Balık çiftliklerini engellediklerini, ildeki 12 milletvekili de dahil
olmak üzere herkesin yanlarında olduğunu belirten Gök, ''Danıştay'da ortam
dinlemesi yapıyorsunuz. Bunu internete düşürmüşler. İyi ki verdiniz, bütün Mersin
ayaklandı, arıyor, 'İsa Bey yanınızdayız' diyorlar. İyi ki dinlemişsiniz''
dedi.
İnsan Haklarını inceleme Komisyonu Başkanı ve AK Parti Mersin
Milletvekili Zafer Üskül, dava konusu ne olursa olsun bir milletvekili ile
Danıştay üyesinin görüşmesini anlayamadığını belirterek, 'ister adı çevre
duyarlılığı, ister cüzdan duyarlılığı isterse ideolojik duyarlılık olsun..
Doğrusu yargının kendi işini kendisi yapmasıdır'' dedi.
Tartışmaya katılan CHP İstanbul Milletvekili Mehmet Ali Özpolat, Üskül'e
''Dinleyenler de ahlaksızlık yapmış demiyorsunuz'' derken, Komisyon Başkanı
Burhan Kuzu, yasadışı dinlemenin en büyük ahlaksızlık olduğunu belirterek, ''Bana
yapıldığında 'oh oluyor, Burhan Kuzu'yu yakaladık' diye Genel Kurulda
arkadaşlarınız günlerce konuştu. İsa Bey'e yapılan da yanlıştır'' karşılığını
verdi.
CHP Manisa Milletvekili Şahin Mengü, tasarının ''çok kötü' olduğunu ve
üzerinde çalışılarak düzeltilemeyeceğini belirterek geri çekilmesini istedi.
Temel yasaları değiştirmenin yargının belleğini yok edeceğini savunan Mengü, adli
kolluk olmadan Türkiye'de yargılamanın hızlanmasının söz konusu olmayacağını
söyledi.
CHP Konya Milletvekili Atilla Kart, ''Adli Tıp ile bu kadar oynamazsak
yargılama uzamaz. Hizbullah Davasının 5-10 yılı Adli Tıpta geçiyorsa bunu
sorgulamamız lazım. Adli Tıp niye bu kadar işlemez hale geldi, raporları neden
inandırıcılığını kaybetti, bu sorgulanmalı. Hazırlık soruşturmasının bağımsız
merciler tarafından yapılmasını istemiyor iktidar'' dedi.
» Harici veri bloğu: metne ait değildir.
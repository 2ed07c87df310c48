//! Courier Events - synchronous typed event bus.
//!
//! This crate provides:
//! - The [`Event`] contract with optional cancellation and a generic
//!   discriminator
//! - Per-event-type listener registries split into five [`Order`] stages
//! - Two invocation strategies: by-name calls and cached typed adapters
//! - An [`EventBus`] that delivers events on the posting thread
//!
//! # Architecture
//!
//! Listeners are grouped by the event type they accept. Posting an event
//! visits every stage from [`Order::First`] to [`Order::Last`]; within a
//! stage, listeners of the concrete type run first, then those of each
//! declared supertype. A listener that fails or panics is reported to the
//! bus's [`ExceptionHandler`] and the pass continues.
//!
//! There are two ways to add listeners:
//!
//! 1. **Closures**: `bus.listen(spec, |event: &mut MyEvent| ...)`.
//!
//! 2. **Subscribers**: types implementing [`Subscriber`] describe their
//!    handler methods; `bus.register(Arc::new(owner))` binds them through
//!    the bus's [`ListenerFactory`].
//!
//! # Example
//!
//! ```rust
//! use std::sync::Arc;
//! use std::sync::atomic::{AtomicUsize, Ordering};
//!
//! use courier_events::{Cancellable, Event, EventBus, ListenerSpec, Order};
//!
//! #[derive(Default)]
//! struct Chat {
//!     text: String,
//!     cancelled: bool,
//! }
//!
//! impl Cancellable for Chat {
//!     fn is_cancelled(&self) -> bool {
//!         self.cancelled
//!     }
//!     fn set_cancelled(&mut self, cancelled: bool) {
//!         self.cancelled = cancelled;
//!     }
//! }
//!
//! impl Event for Chat {
//!     fn as_cancellable(&self) -> Option<&dyn Cancellable> {
//!         Some(self)
//!     }
//!     fn as_cancellable_mut(&mut self) -> Option<&mut dyn Cancellable> {
//!         Some(self)
//!     }
//! }
//!
//! let bus = EventBus::new();
//! let delivered = Arc::new(AtomicUsize::new(0));
//!
//! bus.listen(ListenerSpec::new().with_order(Order::First), |chat: &mut Chat| {
//!     if chat.text.contains("spam") {
//!         chat.cancelled = true;
//!     }
//! });
//!
//! let counter = Arc::clone(&delivered);
//! bus.listen(ListenerSpec::new(), move |_: &mut Chat| {
//!     counter.fetch_add(1, Ordering::SeqCst);
//! });
//!
//! bus.post(&mut Chat { text: "hello".into(), ..Chat::default() });
//! bus.post(&mut Chat { text: "spam".into(), ..Chat::default() });
//! assert_eq!(delivered.load(Ordering::SeqCst), 1);
//! ```

#![deny(unsafe_code)]
#![warn(missing_docs)]
#![deny(clippy::all)]
#![warn(unreachable_pub)]
#![deny(clippy::unwrap_used)]
#![cfg_attr(test, allow(clippy::unwrap_used))]

pub mod check;
#[cfg(feature = "config")]
pub mod config;
pub mod invoke;
pub mod prelude;

mod bus;
mod error;
mod event;
mod handler;
mod listener;
mod method;
mod order;
mod registry;
mod subscriber;

pub use bus::{EventBus, EventBusBuilder, ListenerHandle, handler_error};
pub use check::{Diagnostic, lint, lint_subscriber};
pub use error::{
    EventError, HandlerError, InvocationError, RegistrationError, RegistrationResult,
    ShapeViolation,
};
pub use event::{AsAny, Cancellable, Event, EventType, Projection, Supertype, TypeKey};
pub use handler::{ExceptionHandler, IgnoreExceptionHandler, LogExceptionHandler};
pub use invoke::{
    CompiledListenerFactory, EventListener, FnListener, HandlerReturn, InvocationStrategy,
    ListenerFactory, ReflectListenerFactory,
};
pub use listener::{Filter, ListenerId, ListenerSpec, RegisteredListener};
pub use method::{
    AdapterFn, DynCall, Method, MethodId, MethodInfo, MethodTable, Owner, ParamType, Receiver,
    ReturnKind, Visibility,
};
pub use order::Order;
pub use registry::{Chain, ChainLink, ListenerList, Stage};
pub use subscriber::Subscriber;
//! Recorders for listener calls and failures.

use std::sync::{Arc, Mutex, PoisonError};

use courier_events::{AsAny, Event, ExceptionHandler, InvocationError, ListenerList, TypeKey};
use tracing::debug;

/// Shared, cloneable log of listener calls.
#[derive(Debug, Clone, Default)]
pub struct CallLog {
    entries: Arc<Mutex<Vec<String>>>,
}

impl CallLog {
    /// An empty log.
    #[must_use]
    pub fn new() -> Self {
        Self::default()
    }

    /// Append an entry.
    pub fn record(&self, entry: impl Into<String>) {
        self.entries
            .lock()
            .unwrap_or_else(PoisonError::into_inner)
            .push(entry.into());
    }

    /// All entries, oldest first.
    #[must_use]
    pub fn entries(&self) -> Vec<String> {
        self.entries
            .lock()
            .unwrap_or_else(PoisonError::into_inner)
            .clone()
    }

    /// Number of entries.
    #[must_use]
    pub fn len(&self) -> usize {
        self.entries
            .lock()
            .unwrap_or_else(PoisonError::into_inner)
            .len()
    }

    /// Whether nothing was recorded.
    #[must_use]
    pub fn is_empty(&self) -> bool {
        self.len() == 0
    }

    /// Forget all entries.
    pub fn clear(&self) {
        self.entries
            .lock()
            .unwrap_or_else(PoisonError::into_inner)
            .clear();
    }

    /// A closure listener that records `name` for every `E` it receives.
    #[must_use]
    pub fn recorder<E: Event>(&self, name: &str) -> impl Fn(&mut E) + Send + Sync + 'static {
        let log = self.clone();
        let name = name.to_owned();
        move |_: &mut E| log.record(name.clone())
    }
}

/// One failure seen by a [`RecordingExceptionHandler`].
#[derive(Debug, Clone, PartialEq, Eq)]
pub struct Failure {
    /// Event type of the registry the failing listener was registered in.
    pub list: TypeKey,
    /// Concrete type of the posted event.
    pub event: TypeKey,
    /// Whether the event was cancelled when the failure was reported.
    pub cancelled: bool,
    /// Whether the listener panicked.
    pub panicked: bool,
    /// Rendered error.
    pub message: String,
}

/// Exception handler that keeps every failure for later assertions.
#[derive(Debug, Clone, Default)]
pub struct RecordingExceptionHandler {
    failures: Arc<Mutex<Vec<Failure>>>,
}

impl RecordingExceptionHandler {
    /// An empty recorder.
    #[must_use]
    pub fn new() -> Self {
        Self::default()
    }

    /// All failures, oldest first.
    #[must_use]
    pub fn failures(&self) -> Vec<Failure> {
        self.failures
            .lock()
            .unwrap_or_else(PoisonError::into_inner)
            .clone()
    }

    /// Rendered error messages, oldest first.
    #[must_use]
    pub fn messages(&self) -> Vec<String> {
        self.failures().into_iter().map(|f| f.message).collect()
    }

    /// Number of failures.
    #[must_use]
    pub fn count(&self) -> usize {
        self.failures
            .lock()
            .unwrap_or_else(PoisonError::into_inner)
            .len()
    }
}

impl ExceptionHandler for RecordingExceptionHandler {
    fn handle(&self, list: &ListenerList, event: &dyn Event, error: &InvocationError) {
        let failure = Failure {
            list: list.event_type().key(),
            event: AsAny::type_key(event),
            cancelled: event.is_cancelled(),
            panicked: matches!(error, InvocationError::Panicked(_)),
            message: error.to_string(),
        };
        debug!(event = %failure.event, error = %failure.message, "recorded listener failure");
        self.failures
            .lock()
            .unwrap_or_else(PoisonError::into_inner)
            .push(failure);
    }
}
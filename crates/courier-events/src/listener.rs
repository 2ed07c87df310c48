//! Registered listeners and their filters.

use std::fmt;
use std::sync::Arc;

use tracing::trace;
use uuid::Uuid;

use crate::error::InvocationError;
use crate::event::{Event, EventType, TypeKey};
use crate::invoke::EventListener;
use crate::method::{MethodId, Owner};
use crate::order::Order;

/// Listener annotation: stage, cancellation policy and optional generic
/// discriminator.
#[derive(Debug, Clone, Copy, PartialEq, Eq, Default)]
pub struct ListenerSpec {
    /// Priority stage.
    pub order: Order,
    /// Whether the listener still runs once the event is cancelled.
    pub receive_cancelled: bool,
    /// Only receive generic events tagged with this type.
    pub generic: Option<TypeKey>,
}

impl ListenerSpec {
    /// Normal stage, skips cancelled events, no discriminator.
    #[must_use]
    pub fn new() -> Self {
        Self::default()
    }

    /// Set the priority stage.
    #[must_use]
    pub fn with_order(mut self, order: Order) -> Self {
        self.order = order;
        self
    }

    /// Keep receiving the event after it is cancelled.
    #[must_use]
    pub fn receiving_cancelled(mut self) -> Self {
        self.receive_cancelled = true;
        self
    }

    /// Only receive generic events tagged with `T`.
    #[must_use]
    pub fn with_generic<T: ?Sized + 'static>(self) -> Self {
        self.with_generic_key(TypeKey::of::<T>())
    }

    /// Only receive generic events tagged with `key`.
    #[must_use]
    pub fn with_generic_key(mut self, key: TypeKey) -> Self {
        self.generic = Some(key);
        self
    }
}

/// Unique identity of a registered listener.
#[derive(Debug, Clone, Copy, PartialEq, Eq, Hash)]
pub struct ListenerId(Uuid);

impl ListenerId {
    /// A fresh random id.
    #[must_use]
    pub fn new() -> Self {
        Self(Uuid::new_v4())
    }

    /// The underlying uuid.
    #[must_use]
    pub fn as_uuid(&self) -> &Uuid {
        &self.0
    }
}

impl Default for ListenerId {
    fn default() -> Self {
        Self::new()
    }
}

impl fmt::Display for ListenerId {
    fn fmt(&self, f: &mut fmt::Formatter<'_>) -> fmt::Result {
        fmt::Display::fmt(&self.0, f)
    }
}

/// Filter selected once from a listener's cancellation policy and
/// discriminator.
#[derive(Debug, Clone, Copy, PartialEq, Eq)]
pub enum Filter {
    /// Always invoke.
    Always,
    /// Invoke unless the event is cancelled.
    NotCancelled,
    /// Invoke if the event's tag matches.
    Generic(TypeKey),
    /// Invoke if the event is not cancelled and its tag matches.
    NotCancelledGeneric(TypeKey),
}

impl Filter {
    /// The filter for a listener's settings.
    #[must_use]
    pub fn new(receive_cancelled: bool, generic: Option<TypeKey>) -> Self {
        match (receive_cancelled, generic) {
            (true, None) => Filter::Always,
            (false, None) => Filter::NotCancelled,
            (true, Some(key)) => Filter::Generic(key),
            (false, Some(key)) => Filter::NotCancelledGeneric(key),
        }
    }

    /// Whether the event passes.
    ///
    /// Cancellation only counts for cancellable events; an event without a
    /// generic tag never matches a discriminator.
    #[must_use]
    pub fn accepts(&self, event: &dyn Event) -> bool {
        match self {
            Filter::Always => true,
            Filter::NotCancelled => !event.is_cancelled(),
            Filter::Generic(key) => event.generic_type() == Some(*key),
            Filter::NotCancelledGeneric(key) => {
                !event.is_cancelled() && event.generic_type() == Some(*key)
            },
        }
    }
}

/// A listener as stored in a registry. Immutable once built.
pub struct RegisteredListener {
    id: ListenerId,
    event_type: EventType,
    spec: ListenerSpec,
    filter: Filter,
    target: Arc<dyn EventListener>,
    owner: Option<Owner>,
    method: Option<MethodId>,
    name: String,
}

impl RegisteredListener {
    /// Wrap a target listening for `event_type`.
    #[must_use]
    pub fn new(event_type: EventType, spec: ListenerSpec, target: Arc<dyn EventListener>) -> Self {
        Self {
            id: ListenerId::new(),
            event_type,
            filter: Filter::new(spec.receive_cancelled, spec.generic),
            spec,
            target,
            owner: None,
            method: None,
            name: format!("<listener for {event_type}>"),
        }
    }

    /// Record the instance the target is bound to.
    #[must_use]
    pub fn with_owner(mut self, owner: Owner) -> Self {
        self.owner = Some(owner);
        self
    }

    /// Record the method the target calls. Also sets the display name.
    #[must_use]
    pub fn with_method(mut self, method: MethodId) -> Self {
        self.name = method.to_string();
        self.method = Some(method);
        self
    }

    /// Set the display name.
    #[must_use]
    pub fn with_name(mut self, name: impl Into<String>) -> Self {
        self.name = name.into();
        self
    }

    /// Identity of this registration.
    #[must_use]
    pub fn id(&self) -> ListenerId {
        self.id
    }

    /// Event type listened for.
    #[must_use]
    pub fn event_type(&self) -> EventType {
        self.event_type
    }

    /// Listener annotation.
    #[must_use]
    pub fn spec(&self) -> &ListenerSpec {
        &self.spec
    }

    /// Priority stage.
    #[must_use]
    pub fn order(&self) -> Order {
        self.spec.order
    }

    /// Whether cancelled events are still delivered.
    #[must_use]
    pub fn receive_cancelled(&self) -> bool {
        self.spec.receive_cancelled
    }

    /// Generic discriminator.
    #[must_use]
    pub fn generic(&self) -> Option<TypeKey> {
        self.spec.generic
    }

    /// The selected filter.
    #[must_use]
    pub fn filter(&self) -> Filter {
        self.filter
    }

    /// Bound instance, if any.
    #[must_use]
    pub fn owner(&self) -> Option<&Owner> {
        self.owner.as_ref()
    }

    /// Called method, if the target was built from one.
    #[must_use]
    pub fn method(&self) -> Option<MethodId> {
        self.method
    }

    /// Display name.
    #[must_use]
    pub fn name(&self) -> &str {
        &self.name
    }

    /// The invocation target.
    #[must_use]
    pub fn target(&self) -> &Arc<dyn EventListener> {
        &self.target
    }

    /// Whether this listener is bound to the instance at `owner`.
    #[must_use]
    pub fn is_owned_by(&self, owner: *const ()) -> bool {
        self.owner
            .as_ref()
            .is_some_and(|bound| std::ptr::eq(Arc::as_ptr(bound).cast::<()>(), owner))
    }

    /// Whether the event passes this listener's filter.
    #[must_use]
    pub fn accepts(&self, event: &dyn Event) -> bool {
        self.filter.accepts(event)
    }

    /// Filter, then invoke.
    ///
    /// Returns `Ok(false)` when the filter rejected the event.
    ///
    /// # Errors
    ///
    /// Propagates the target's [`InvocationError`].
    pub fn post(&self, event: &mut dyn Event) -> Result<bool, InvocationError> {
        if !self.filter.accepts(event) {
            trace!(listener = %self.name, filter = ?self.filter, "Listener filtered out");
            return Ok(false);
        }
        self.invoke(event)?;
        Ok(true)
    }

    /// Invoke the target without filtering.
    ///
    /// Used by the bus, which filters on the posted event and then hands
    /// the target the projected view of its own registry.
    ///
    /// # Errors
    ///
    /// Propagates the target's [`InvocationError`].
    pub fn invoke(&self, event: &mut dyn Event) -> Result<(), InvocationError> {
        trace!(listener = %self.name, "Invoking listener");
        self.target.post(event)
    }
}

impl fmt::Debug for RegisteredListener {
    fn fmt(&self, f: &mut fmt::Formatter<'_>) -> fmt::Result {
        f.debug_struct("RegisteredListener")
            .field("id", &self.id)
            .field("name", &self.name)
            .field("event_type", &self.event_type)
            .field("order", &self.spec.order)
            .field("filter", &self.filter)
            .finish_non_exhaustive()
    }
}
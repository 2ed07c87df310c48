//! Priority stages.

use std::fmt;

use serde::{Deserialize, Serialize};

/// Priority stage of a listener.
///
/// Stages are totally ordered; a post visits every listener of one stage
/// before moving on to the next.
#[derive(
    Debug, Clone, Copy, PartialEq, Eq, PartialOrd, Ord, Hash, Default, Serialize, Deserialize,
)]
#[serde(rename_all = "snake_case")]
pub enum Order {
    /// Runs before everything else.
    First,
    /// Runs before the default stage.
    Early,
    /// The default stage.
    #[default]
    Normal,
    /// Runs after the default stage.
    Late,
    /// Runs after everything else.
    Last,
}

impl Order {
    /// Every stage, in dispatch order.
    pub const ALL: [Order; 5] = [
        Order::First,
        Order::Early,
        Order::Normal,
        Order::Late,
        Order::Last,
    ];

    /// Number of stages.
    pub const COUNT: usize = Self::ALL.len();

    /// Position of the stage in [`Order::ALL`].
    #[must_use]
    pub fn index(self) -> usize {
        match self {
            Order::First => 0,
            Order::Early => 1,
            Order::Normal => 2,
            Order::Late => 3,
            Order::Last => 4,
        }
    }

    /// Lowercase name of the stage.
    #[must_use]
    pub fn as_str(self) -> &'static str {
        match self {
            Order::First => "first",
            Order::Early => "early",
            Order::Normal => "normal",
            Order::Late => "late",
            Order::Last => "last",
        }
    }
}

impl fmt::Display for Order {
    fn fmt(&self, f: &mut fmt::Formatter<'_>) -> fmt::Result {
        f.write_str(self.as_str())
    }
}
#[cfg(test)]
mod tests {
    use std::sync::atomic::AtomicUsize;

    use super::*;
    use crate::error::InvocationError;
    use crate::invoke::{EventListener, FnListener};
    use crate::listener::ListenerSpec;

    struct Ping;
    impl Event for Ping {}

    struct Root {
        tag: u32,
    }
    impl Event for Root {}

    fn listener(order: Order) -> Arc<RegisteredListener> {
        let target = Arc::new(FnListener::new(|_: &mut Ping| {}));
        Arc::new(RegisteredListener::new(
            EventType::of::<Ping>(),
            ListenerSpec::new().with_order(order),
            target,
        ))
    }

    fn project_nothing(_: &mut dyn Event) -> Option<&mut dyn Event> {
        None
    }

    fn names(chain: &Chain) -> Vec<&'static str> {
        chain
            .iter()
            .map(|link| link.list().event_type().key().name())
            .collect()
    }

    fn list_of<T: Event>() -> Arc<ListenerList> {
        Arc::new(ListenerList::new(EventType::of::<T>()))
    }

    #[test]
    fn test_register_preserves_order_within_stage() {
        let list = list_of::<Ping>();
        let first = listener(Order::Normal);
        let second = listener(Order::Normal);
        let early = listener(Order::Early);
        list.register(Arc::clone(&first));
        list.register(Arc::clone(&second));
        list.register(Arc::clone(&early));

        let normal = list.snapshot(Order::Normal);
        assert_eq!(normal.len(), 2);
        assert_eq!(normal[0].id(), first.id());
        assert_eq!(normal[1].id(), second.id());

        let all: Vec<_> = list.listeners().iter().map(|l| l.id()).collect();
        assert_eq!(all, vec![early.id(), first.id(), second.id()]);
        assert_eq!(list.len(), 3);
    }

    #[test]
    fn test_unregister_is_idempotent() {
        let list = list_of::<Ping>();
        let kept = listener(Order::Normal);
        let gone = listener(Order::Normal);
        list.register(Arc::clone(&kept));
        list.register(Arc::clone(&gone));

        assert!(list.unregister(&gone));
        assert!(!list.unregister(&gone));
        assert!(!list.unregister(&listener(Order::Last)));
        assert_eq!(list.len(), 1);
        assert_eq!(list.snapshot(Order::Normal)[0].id(), kept.id());
    }

    #[test]
    fn test_snapshot_survives_later_writes() {
        let list = list_of::<Ping>();
        list.register(listener(Order::Normal));
        let snapshot = list.snapshot(Order::Normal);
        list.register(listener(Order::Normal));
        list.clear();
        assert_eq!(snapshot.len(), 1);
        assert!(list.is_empty());
    }

    #[test]
    fn test_unregister_where_counts_across_stages() {
        let list = list_of::<Ping>();
        for order in Order::ALL {
            list.register(listener(order));
        }
        let removed = list.unregister_where(|l| l.order() >= Order::Normal);
        assert_eq!(removed, 3);
        assert_eq!(list.len(), 2);
    }

    #[test]
    fn test_unregister_by_id() {
        let list = list_of::<Ping>();
        let target = listener(Order::Late);
        list.register(Arc::clone(&target));
        assert!(list.unregister_id(target.id()));
        assert!(list.is_empty());
    }

    #[test]
    fn test_chain_depth_first_with_diamond() {
        struct A;
        impl Event for A {}
        struct B;
        impl Event for B {}
        struct C;
        impl Event for C {}
        struct D;
        impl Event for D {}

        // D -> (B, C), B -> A, C -> A
        let a = list_of::<A>();
        let b = list_of::<B>();
        let c = list_of::<C>();
        let d = list_of::<D>();
        assert!(b.add_parent(&a, project_nothing));
        assert!(c.add_parent(&a, project_nothing));
        assert!(d.add_parent(&b, project_nothing));
        assert!(d.add_parent(&c, project_nothing));
        assert!(!d.add_parent(&c, project_nothing));

        let chain = d.chain();
        let expected: Vec<_> = [
            TypeKey::of::<D>(),
            TypeKey::of::<B>(),
            TypeKey::of::<A>(),
            TypeKey::of::<C>(),
        ]
        .iter()
        .map(TypeKey::name)
        .collect();
        assert_eq!(names(&chain), expected);
        assert_eq!(chain.get(2).unwrap().depth(), 2);
        assert!(chain.get(4).is_none());
    }

    #[test]
    fn test_chain_ignores_cycles() {
        struct A;
        impl Event for A {}
        struct B;
        impl Event for B {}

        let a = list_of::<A>();
        let b = list_of::<B>();
        assert!(a.add_parent(&b, project_nothing));
        assert!(b.add_parent(&a, project_nothing));
        assert!(!a.add_parent(&a, project_nothing));

        assert_eq!(a.chain().len(), 2);
        assert_eq!(b.chain().len(), 2);
        a.detach();
        b.detach();
    }

    #[test]
    fn test_chain_cache_invalidated_for_descendants() {
        struct A;
        impl Event for A {}
        struct B;
        impl Event for B {}
        struct C;
        impl Event for C {}

        let a = list_of::<A>();
        let b = list_of::<B>();
        let c = list_of::<C>();
        c.add_parent(&b, project_nothing);
        assert_eq!(c.chain().len(), 2);
        // Cached until the hierarchy changes.
        assert!(Arc::ptr_eq(c.chain().ancestors(), c.chain().ancestors()));

        b.add_parent(&a, project_nothing);
        assert_eq!(c.chain().len(), 3);
    }

    #[test]
    fn test_chain_link_projects_event() {
        struct Leaf {
            root: Root,
        }
        impl Event for Leaf {}
        fn leaf_to_root(event: &mut dyn Event) -> Option<&mut dyn Event> {
            let leaf = event.downcast_mut::<Leaf>()?;
            let root: &mut dyn Event = &mut leaf.root;
            Some(root)
        }

        let root = list_of::<Root>();
        let leaf = list_of::<Leaf>();
        leaf.add_parent(&root, leaf_to_root);
        let chain = leaf.chain();

        let mut event = Leaf {
            root: Root { tag: 4 },
        };
        let view = chain.get(1).unwrap().project(&mut event).unwrap();
        assert_eq!(view.downcast_ref::<Root>().map(|r| r.tag), Some(4));
        assert!(chain.get(0).unwrap().project(&mut event).is_some());
    }

    #[test]
    fn test_drop_during_unregister_can_reenter() {
        struct Reentrant {
            list: Arc<ListenerList>,
            observed: Arc<AtomicUsize>,
        }
        impl EventListener for Reentrant {
            fn post(&self, _: &mut dyn Event) -> Result<(), InvocationError> {
                Ok(())
            }
        }
        impl Drop for Reentrant {
            fn drop(&mut self) {
                // Deadlocks if the stage lock is still held.
                self.observed.store(self.list.len(), Ordering::SeqCst);
            }
        }

        let list = list_of::<Ping>();
        let observed = Arc::new(AtomicUsize::new(usize::MAX));
        let target = Arc::new(Reentrant {
            list: Arc::clone(&list),
            observed: Arc::clone(&observed),
        });
        list.register(Arc::new(RegisteredListener::new(
            EventType::of::<Ping>(),
            ListenerSpec::new(),
            target,
        )));

        assert_eq!(list.unregister_where(|_| true), 1);
        assert_eq!(observed.load(Ordering::SeqCst), 0);
    }
}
Hesap vermek durumunda olanların hesap sorduğunu savunan Kart, ''Sizler
hesap vereceksiniz, siyasi iktidarsınız. Sistemin çelişkilerini kullanacaksın,
istismar edeceksin, sisteme muhalefet eder görünüyorsunuz. Bu oyunu bırakın
artık. Halkın protesto hakkı demokrasinin özüdür. İnsanlar hakaret etmeden,
karalama yapmadan, ıslıklama yoluyla da başka yol ve yöntemlerle de düşüncelerini
tepkilerini dile getirirler. Fikir ve protesto hakkına tahammül edememek,
demokrasiden nasibini almamaktır'' diye konuştu.
Toplantının sonunda Çiçek ile CHP'li milletvekilleri arasında tartışma
yaşandı. Adli kolluk konusunda Avrupa'da tek tip bir uygulamanın olmadığını
belirten Çiçek, 'Orada iki tip adli kolluk var; biri müstakil adli kolluk. Bunu
söylüyorsunuz da orada savcıların Adalet Bakanlığına bağlı olduğunu
söylemiyorsunuz. Eğer müstakil bir adli kolluk olacaksa, bu işin başında savcılar
vardır ve savcılar hakimlerden ayrıdır. Var mısınız savcıların tümüyle Adalet
Bakanlığına bağlı olmasına? '' dedi.
CHP'li Kart'ın ''Zaten yaptınız onu'' sözlerine tepki gösteren Çiçek,
''öyle bir suçluyorsunuz ki... Bu suçlamaları yaptınız. Millet sokağa çıksın
dediniz. Bayram demedi, seyran demedi 12 Eylül'de vatandaş sokağa çıktı,
kuyruğuna girdi oy kullandı'' diye konuştu.
Tartışmaların ardından tasarı alt komisyona sevk edildi.
Devlet Bakanı ve Başbakan Yardımcısı Cemil
Çiçek, kadro ihdası öngören bir kanun tasarısı TBMM gündemine geldiğinde,
''yandaşlar doldurulacak'' diye suçlamalar yapıldığını belirterek, ''Fazla adam
alarak iktidarlar varlıklarını sürdürebiliyor olsaydı geçmişte birçok partinin
iktidardan gitmemesi gerekirdi'' dedi.
TBMM Anayasa Komisyonunda, Kamu Denetçiliği Kurumu Kanunu Tasarısı'nın
maddelerinin görüşülmesine başlandı.
MHP Konya Milletvekili Faruk Bal, tasarının ''şişkin ve obez'' bir kanun
haline dönüşmemesini ve daha kaliteli bir hale getirilmesini istedi.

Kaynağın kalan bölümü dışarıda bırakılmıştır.